15

BAKAFI


Wells wasn’t sure that he’d been formally arrested, much less what charges he faced or what rights he had. Not that it mattered. Most Americans thought of police officers as honest and reliable, and cops generally repaid that trust. Anne would take a bullet before she took a bribe. But in Kenya, like many places where Wells plied his trade, the police were best avoided at all costs.

The cuff squeezing his wrist was a simple mechanism, a few links of chain connecting two adjustable steel rings. A trained thief could pop a handcuff with a paper clip in seconds. But if there were any paper clips in this room, Wells couldn’t reach them. He spent a few unpleasant minutes squeezing his thumb against his palm and sliding his wrist against the steel to see if he could slip his hand through, but the cop had cuffed him tight and he was no escape artist. He chafed his skin until it bled, but the cuff stayed in place.

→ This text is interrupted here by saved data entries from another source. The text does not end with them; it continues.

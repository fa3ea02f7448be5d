// Main window: photo grid with the full-screen viewer layered on top.

use gdk4::Display;
use gtk4::prelude::*;
use gtk4::{
    Application, ApplicationWindow, CssProvider, Overlay, Settings,
    STYLE_PROVIDER_PRIORITY_APPLICATION,
};
use std::cell::{Cell, RefCell};
use std::path::Path;
use std::rc::{Rc, Weak};
use tracing::{error, info};

use super::grid::PhotoGrid;
use crate::decode_queue::{texture_from_rgba, DecodeQueue, DecodedPhoto};
use crate::models::{PhotoStore, ViewerImage};
use crate::scanner;
use crate::viewer::ViewerController;

const FALLBACK_CSS: &str = r#"
window {
    background-color: #111111;
}

.photo-cell {
    background-color: #1d1d1d;
}

.viewer-dim {
    background-color: black;
}

.viewer-pager {
    background-color: black;
}
"#;

fn load_css() {
    let provider = CssProvider::new();
    provider.load_from_string(FALLBACK_CSS);
    if let Some(display) = Display::default() {
        gtk4::style_context_add_provider_for_display(
            &display,
            &provider,
            STYLE_PROVIDER_PRIORITY_APPLICATION,
        );
    }
}

pub struct MainWindow {
    self_weak: RefCell<Weak<MainWindow>>,
    window: ApplicationWindow,
    grid: Rc<PhotoGrid>,
    viewer: ViewerController,
    store: Rc<PhotoStore>,
    decode_queue: RefCell<Option<DecodeQueue>>,
    // A photo that was activated before its decode finished.
    pending_present: Cell<Option<usize>>,
}

impl MainWindow {
    pub fn new(app: &Application, initial_path: Option<&Path>) -> Rc<Self> {
        load_css();
        if let Some(settings) = Settings::default() {
            settings.set_gtk_application_prefer_dark_theme(true);
        }

        let window = ApplicationWindow::builder()
            .application(app)
            .title("pictor")
            .default_width(1200)
            .default_height(800)
            .build();

        let grid = PhotoGrid::new();
        let viewer = ViewerController::new();

        let overlay = Overlay::new();
        overlay.set_child(Some(&grid.widget()));
        overlay.add_overlay(&viewer.widget());
        window.set_child(Some(&overlay));

        let this = Rc::new(Self {
            self_weak: RefCell::new(Weak::new()),
            window,
            grid,
            viewer,
            store: Rc::new(PhotoStore::new()),
            decode_queue: RefCell::new(None),
            pending_present: Cell::new(None),
        });
        *this.self_weak.borrow_mut() = Rc::downgrade(&this);

        this.wire_viewer(&overlay);
        this.wire_grid();
        this.start_decode_queue();

        match scanner::resolve_scan_dir(initial_path) {
            Ok(dir) => this.load_directory(&dir),
            Err(err) => error!(%err, "no directory to scan"),
        }

        this
    }

    pub fn present(&self) {
        self.window.present();
    }

    fn wire_viewer(&self, overlay: &Overlay) {
        let store = self.store.clone();
        self.viewer.set_items_provider(move || store.items());

        let grid = self.grid.clone();
        let overlay = overlay.clone();
        self.viewer
            .set_cell_frame_provider(move |index| grid.cell_frame(index, &overlay));

        let grid = self.grid.clone();
        self.viewer
            .set_cell_visibility(move |index, visible| grid.set_cell_visible(index, visible));

        // Keep the dismiss target on screen while paging.
        let grid = self.grid.clone();
        self.viewer
            .connect_index_changed(move |index| grid.scroll_to(index));

        let weak = self.self_weak.borrow().clone();
        self.viewer.connect_dismissed(move || {
            if let Some(window) = weak.upgrade() {
                window.grid.widget().grab_focus();
            }
        });
    }

    fn wire_grid(&self) {
        let weak = self.self_weak.borrow().clone();
        self.grid.connect_photo_activated(move |index| {
            if let Some(window) = weak.upgrade() {
                window.open_photo(index);
            }
        });
    }

    fn start_decode_queue(&self) {
        let weak = self.self_weak.borrow().clone();
        let queue = DecodeQueue::new(move |decoded| {
            if let Some(window) = weak.upgrade() {
                window.handle_decoded(decoded);
            }
        });
        *self.decode_queue.borrow_mut() = Some(queue);
    }

    fn load_directory(&self, dir: &Path) {
        let paths = match scanner::scan_photos(dir) {
            Ok(paths) => paths,
            Err(err) => {
                error!(%err, "directory scan failed");
                return;
            }
        };
        info!(dir = ?dir, count = paths.len(), "loading photos");

        self.grid.set_photos(paths.len());
        self.store.set_photos(paths);
        if let Some(queue) = self.decode_queue.borrow().as_ref() {
            for path in self.store.paths() {
                queue.request(&path);
            }
        }
    }

    fn open_photo(&self, index: usize) {
        let Some(photo) = self.store.photo_at(index) else {
            return;
        };
        if photo.has_image() {
            self.viewer.present(index);
            return;
        }
        // Not decoded yet: present as soon as the decode lands.
        self.pending_present.set(Some(index));
        if let Some(queue) = self.decode_queue.borrow().as_ref() {
            queue.request(photo.path());
        }
    }

    fn handle_decoded(&self, decoded: DecodedPhoto) {
        let Some(texture) = texture_from_rgba(&decoded.rgba, decoded.width, decoded.height) else {
            return;
        };
        let image = ViewerImage {
            texture: texture.clone(),
            width: decoded.orig_width,
            height: decoded.orig_height,
        };
        let Some(index) = self.store.apply_image(&decoded.path, image) else {
            return;
        };
        self.grid.set_thumbnail(index, &texture);

        if self.viewer.focused_index() == Some(index) {
            self.viewer.refresh_focused();
        }
        if self.pending_present.get() == Some(index) {
            self.pending_present.set(None);
            self.viewer.present(index);
        }
    }
}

Next he went for brute force. Wells faced the wall and wrapped his left hand high around the chain and twisted his right hand so it, too, held the links. He raised his foot to the wall and shoved his boot against it and tugged until the muscles in his arms felt like Silly Putty. But the metal plate holding the chain to the wall didn’t give a fraction of an inch.

The only item within arm’s reach was a stack of paper on the desk. Though the cop had taken Wells’s phones, he’d missed the lighter that Julia had given Wells. But even if Wells managed to start a fire, he’d still be stuck to the wall. At best, the cops would douse the flames and beat him up for causing trouble. At worst, they’d leave the station and let him roast, a mzungu barbecue. Even so, the lighter might come in handy. Wells extracted it from the front right pocket of his jeans and slid it into his back pocket, where he could reach it even with his hands cuffed behind him.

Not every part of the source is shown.